__The task__. Please quote the material exactly, every line of it.

__Source data__.
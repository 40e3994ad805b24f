//! Cooking event use case - fans one cooked recipe out to active progress.

use std::collections::{HashMap, HashSet};
use std::sync::Arc;

use chrono::{DateTime, Utc};
use cookflow_domain::{CategoryId, Challenge, ChallengeId, CookingOutcome, UserId};
use serde::Serialize;

use super::ProgressError;
use crate::infrastructure::ports::{ChallengeRepo, ProgressChange, ProgressRepo};

/// Counts reported back to the cook.
#[derive(Debug, Clone, Copy, Default, PartialEq, Eq, Serialize)]
pub struct CookingTally {
    pub progress_updated: u32,
    pub challenges_completed: u32,
}

/// Increments every active record whose challenge accepts the recipe.
///
/// All increments are written as one batch. If another request touched any of
/// the records in between, nothing is written and `ProgressError::Conflict` is
/// returned. The challenge window is not checked on this path.
pub struct ApplyCookingEvent {
    progress_repo: Arc<dyn ProgressRepo>,
    challenge_repo: Arc<dyn ChallengeRepo>,
}

impl ApplyCookingEvent {
    pub fn new(progress_repo: Arc<dyn ProgressRepo>, challenge_repo: Arc<dyn ChallengeRepo>) -> Self {
        Self {
            progress_repo,
            challenge_repo,
        }
    }

    pub async fn execute(
        &self,
        user_id: UserId,
        recipe_categories: &HashSet<CategoryId>,
        now: DateTime<Utc>,
    ) -> Result<CookingTally, ProgressError> {
        let active = self.progress_repo.list_active_for_user(user_id).await?;

        let mut challenges: HashMap<ChallengeId, Option<Challenge>> = HashMap::new();
        let mut changes = Vec::new();
        let mut tally = CookingTally::default();

        for mut progress in active {
            let challenge_id = progress.challenge_id();
            if !challenges.contains_key(&challenge_id) {
                let challenge = self.challenge_repo.get(challenge_id).await?;
                challenges.insert(challenge_id, challenge);
            }
            let Some(Some(challenge)) = challenges.get(&challenge_id) else {
                tracing::warn!(
                    user_id = %user_id,
                    challenge_id = %challenge_id,
                    "Active progress references a missing challenge, skipping"
                );
                continue;
            };

            let expected_count = progress.completed_count();
            match progress.record_cooking(challenge, recipe_categories, now) {
                CookingOutcome::Skipped => continue,
                CookingOutcome::Counted { completed } => {
                    tally.progress_updated += 1;
                    if completed {
                        tally.challenges_completed += 1;
                    }
                }
            }
            changes.push(ProgressChange {
                expected_count,
                progress,
            });
        }

        self.progress_repo.update_batch(&changes).await?;

        tracing::info!(
            user_id = %user_id,
            progress_updated = tally.progress_updated,
            challenges_completed = tally.challenges_completed,
            "Cooking event applied"
        );
        Ok(tally)
    }
}
//! CookFlow Engine - Main entry point.

use std::net::SocketAddr;
use std::sync::Arc;

use axum::http::header::HeaderName;
use axum::http::{HeaderValue, Method};
use tower_http::cors::{Any, CorsLayer};
use tower_http::trace::TraceLayer;
use tracing_subscriber::{layer::SubscriberExt, util::SubscriberInitExt};

use cookflow_engine::api;
use cookflow_engine::app::{App, Repositories};
use cookflow_engine::infrastructure::clock::SystemClock;
use cookflow_engine::infrastructure::ports::ClockPort;
use cookflow_engine::infrastructure::sqlite::{self, schema, seed, SqliteRepositories};
use cookflow_engine::EngineConfig;

#[tokio::main]
async fn main() -> anyhow::Result<()> {
    // Load environment from repo root (the engine may run from `crates/engine`).
    load_dotenv_from_repo_root();

    // Initialize logging
    tracing_subscriber::registry()
        .with(
            tracing_subscriber::EnvFilter::try_from_default_env()
                .unwrap_or_else(|_| "cookflow_engine=debug,tower_http=debug".into()),
        )
        .with(tracing_subscriber::fmt::layer())
        .init();

    tracing::info!("Starting CookFlow Engine");

    let config = EngineConfig::from_env();
    let clock: Arc<dyn ClockPort> = Arc::new(SystemClock::new());

    // Open the database and ensure schema (tables, constraints, indexes)
    let pool = sqlite::connect(&config.database_path).await?;
    schema::ensure_schema(&pool).await?;

    if config.seed_demo_data {
        seed::seed_demo_data(&pool, clock.now()).await?;
    }

    let repos = Repositories::from(SqliteRepositories::new(pool));
    let app = Arc::new(App::new(repos, clock));

    let mut router = api::http::routes()
        .with_state(app)
        .layer(TraceLayer::new_for_http());

    if let Some(cors) = build_cors_layer(config.cors_allowed_origins.as_deref()) {
        router = router.layer(cors);
    }

    // Start server
    let addr: SocketAddr = config.bind_address().parse()?;
    tracing::info!("Listening on {}", addr);

    let listener = tokio::net::TcpListener::bind(addr).await?;
    axum::serve(listener, router)
        .with_graceful_shutdown(shutdown_signal())
        .await?;

    tracing::info!("Server stopped");
    Ok(())
}

fn load_dotenv_from_repo_root() {
    let repo_root = std::path::Path::new(env!("CARGO_MANIFEST_DIR"))
        .join("..")
        .join("..");

    // Prefer local overrides.
    for filename in [".env.local", ".env"] {
        let path = repo_root.join(filename);
        if path.exists() {
            let _ = dotenvy::from_path(path);
        }
    }
}

async fn shutdown_signal() {
    if let Err(e) = tokio::signal::ctrl_c().await {
        tracing::error!(error = %e, "Failed to listen for shutdown signal");
        std::future::pending::<()>().await;
    }
    tracing::info!("Shutdown signal received");
}

fn build_cors_layer(allowed_origins: Option<&str>) -> Option<CorsLayer> {
    let allowed_origins = allowed_origins?;

    let mut cors = CorsLayer::new()
        .allow_methods([Method::GET, Method::POST, Method::OPTIONS])
        // Clients send X-User-Id and JSON content types which trigger CORS preflights.
        .allow_headers([
            HeaderName::from_static(api::http::USER_ID_HEADER),
            axum::http::header::CONTENT_TYPE,
        ]);

    if allowed_origins == "*" {
        cors = cors.allow_origin(Any);
    } else {
        let origins: Vec<HeaderValue> = allowed_origins
            .split(',')
            .map(str::trim)
            .filter(|s| !s.is_empty())
            .filter_map(|s| HeaderValue::from_str(s).ok())
            .collect();

        if origins.is_empty() {
            return None;
        }

        cors = cors.allow_origin(origins);
    }

    Some(cors)
}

__Answer for the task__.
repository 40e3994ad805b24f
//! Cooking event use case - fans one cooked recipe out to active progress.

use std::collections::{HashMap, HashSet};
use std::sync::Arc;

use chrono::{DateTime, Utc};
use cookflow_domain::{CategoryId, Challenge, ChallengeId, CookingOutcome, UserId};
use serde::Serialize;

use super::ProgressError;
use crate::infrastructure::ports::{ChallengeRepo, ProgressChange, ProgressRepo};

/// Counts reported back to the cook.
#[derive(Debug, Clone, Copy, Default, PartialEq, Eq, Serialize)]
pub struct CookingTally {
    pub progress_updated: u32,
    pub challenges_completed: u32,
}

/// Increments every active record whose challenge accepts the recipe.
///
/// All increments are written as one batch. If another request touched any of
/// the records in between, nothing is written and `ProgressError::Conflict` is
/// returned. The challenge window is not checked on this path.
pub struct ApplyCookingEvent {
    progress_repo: Arc<dyn ProgressRepo>,
    challenge_repo: Arc<dyn ChallengeRepo>,
}

impl ApplyCookingEvent {
    pub fn new(progress_repo: Arc<dyn ProgressRepo>, challenge_repo: Arc<dyn ChallengeRepo>) -> Self {
        Self {
            progress_repo,
            challenge_repo,
        }
    }

    pub async fn execute(
        &self,
        user_id: UserId,
        recipe_categories: &HashSet<CategoryId>,
        now: DateTime<Utc>,
    ) -> Result<CookingTally, ProgressError> {
        let active = self.progress_repo.list_active_for_user(user_id).await?;

        let mut challenges: HashMap<ChallengeId, Option<Challenge>> = HashMap::new();
        let mut changes = Vec::new();
        let mut tally = CookingTally::default();

        for mut progress in active {
            let challenge_id = progress.challenge_id();
            if !challenges.contains_key(&challenge_id) {
                let challenge = self.challenge_repo.get(challenge_id).await?;
                challenges.insert(challenge_id, challenge);
            }
            let Some(Some(challenge)) = challenges.get(&challenge_id) else {
                tracing::warn!(
                    user_id = %user_id,
                    challenge_id = %challenge_id,
                    "Active progress references a missing challenge, skipping"
                );
                continue;
            };

            let expected_count = progress.completed_count();
            match progress.record_cooking(challenge, recipe_categories, now) {
                CookingOutcome::Skipped => continue,
                CookingOutcome::Counted { completed } => {
                    tally.progress_updated += 1;
                    if completed {
                        tally.challenges_completed += 1;
                    }
                }
            }
            changes.push(ProgressChange {
                expected_count,
                progress,
            });
        }

        self.progress_repo.update_batch(&changes).await?;

        tracing::info!(
            user_id = %user_id,
            progress_updated = tally.progress_updated,
            challenges_completed = tally.challenges_completed,
            "Cooking event applied"
        );
        Ok(tally)
    }
}
//! CookFlow Engine - Main entry point.

use std::net::SocketAddr;
use std::sync::Arc;

use axum::http::header::HeaderName;
use axum::http::{HeaderValue, Method};
use tower_http::cors::{Any, CorsLayer};
use tower_http::trace::TraceLayer;
use tracing_subscriber::{layer::SubscriberExt, util::SubscriberInitExt};

use cookflow_engine::api;
use cookflow_engine::app::{App, Repositories};
use cookflow_engine::infrastructure::clock::SystemClock;
use cookflow_engine::infrastructure::ports::ClockPort;
use cookflow_engine::infrastructure::sqlite::{self, schema, seed, SqliteRepositories};
use cookflow_engine::EngineConfig;

#[tokio::main]
async fn main() -> anyhow::Result<()> {
    // Load environment from repo root (the engine may run from `crates/engine`).
    load_dotenv_from_repo_root();

    // Initialize logging
    tracing_subscriber::registry()
        .with(
            tracing_subscriber::EnvFilter::try_from_default_env()
                .unwrap_or_else(|_| "cookflow_engine=debug,tower_http=debug".into()),
        )
        .with(tracing_subscriber::fmt::layer())
        .init();

    tracing::info!("Starting CookFlow Engine");

    let config = EngineConfig::from_env();
    let clock: Arc<dyn ClockPort> = Arc::new(SystemClock::new());

    // Open the database and ensure schema (tables, constraints, indexes)
    let pool = sqlite::connect(&config.database_path).await?;
    schema::ensure_schema(&pool).await?;

    if config.seed_demo_data {
        seed::seed_demo_data(&pool, clock.now()).await?;
    }

    let repos = Repositories::from(SqliteRepositories::new(pool));
    let app = Arc::new(App::new(repos, clock));

    let mut router = api::http::routes()
        .with_state(app)
        .layer(TraceLayer::new_for_http());

    if let Some(cors) = build_cors_layer(config.cors_allowed_origins.as_deref()) {
        router = router.layer(cors);
    }

    // Start server
    let addr: SocketAddr = config.bind_address().parse()?;
    tracing::info!("Listening on {}", addr);

    let listener = tokio::net::TcpListener::bind(addr).await?;
    axum::serve(listener, router)
        .with_graceful_shutdown(shutdown_signal())
        .await?;

    tracing::info!("Server stopped");
    Ok(())
}

fn load_dotenv_from_repo_root() {
    let repo_root = std::path::Path::new(env!("CARGO_MANIFEST_DIR"))
        .join("..")
        .join("..");

    // Prefer local overrides.
    for filename in [".env.local", ".env"] {
        let path = repo_root.join(filename);
        if path.exists() {
            let _ = dotenvy::from_path(path);
        }
    }
}

async fn shutdown_signal() {
    if let Err(e) = tokio::signal::ctrl_c().await {
        tracing::error!(error = %e, "Failed to listen for shutdown signal");
        std::future::pending::<()>().await;
    }
    tracing::info!("Shutdown signal received");
}

fn build_cors_layer(allowed_origins: Option<&str>) -> Option<CorsLayer> {
    let allowed_origins = allowed_origins?;

    let mut cors = CorsLayer::new()
        .allow_methods([Method::GET, Method::POST, Method::OPTIONS])
        // Clients send X-User-Id and JSON content types which trigger CORS preflights.
        .allow_headers([
            HeaderName::from_static(api::http::USER_ID_HEADER),
            axum::http::header::CONTENT_TYPE,
        ]);

    if allowed_origins == "*" {
        cors = cors.allow_origin(Any);
    } else {
        let origins: Vec<HeaderValue> = allowed_origins
            .split(',')
            .map(str::trim)
            .filter(|s| !s.is_empty())
            .filter_map(|s| HeaderValue::from_str(s).ok())
            .collect();

        if origins.is_empty() {
            return None;
        }

        cors = cors.allow_origin(origins);
    }

    Some(cors)
}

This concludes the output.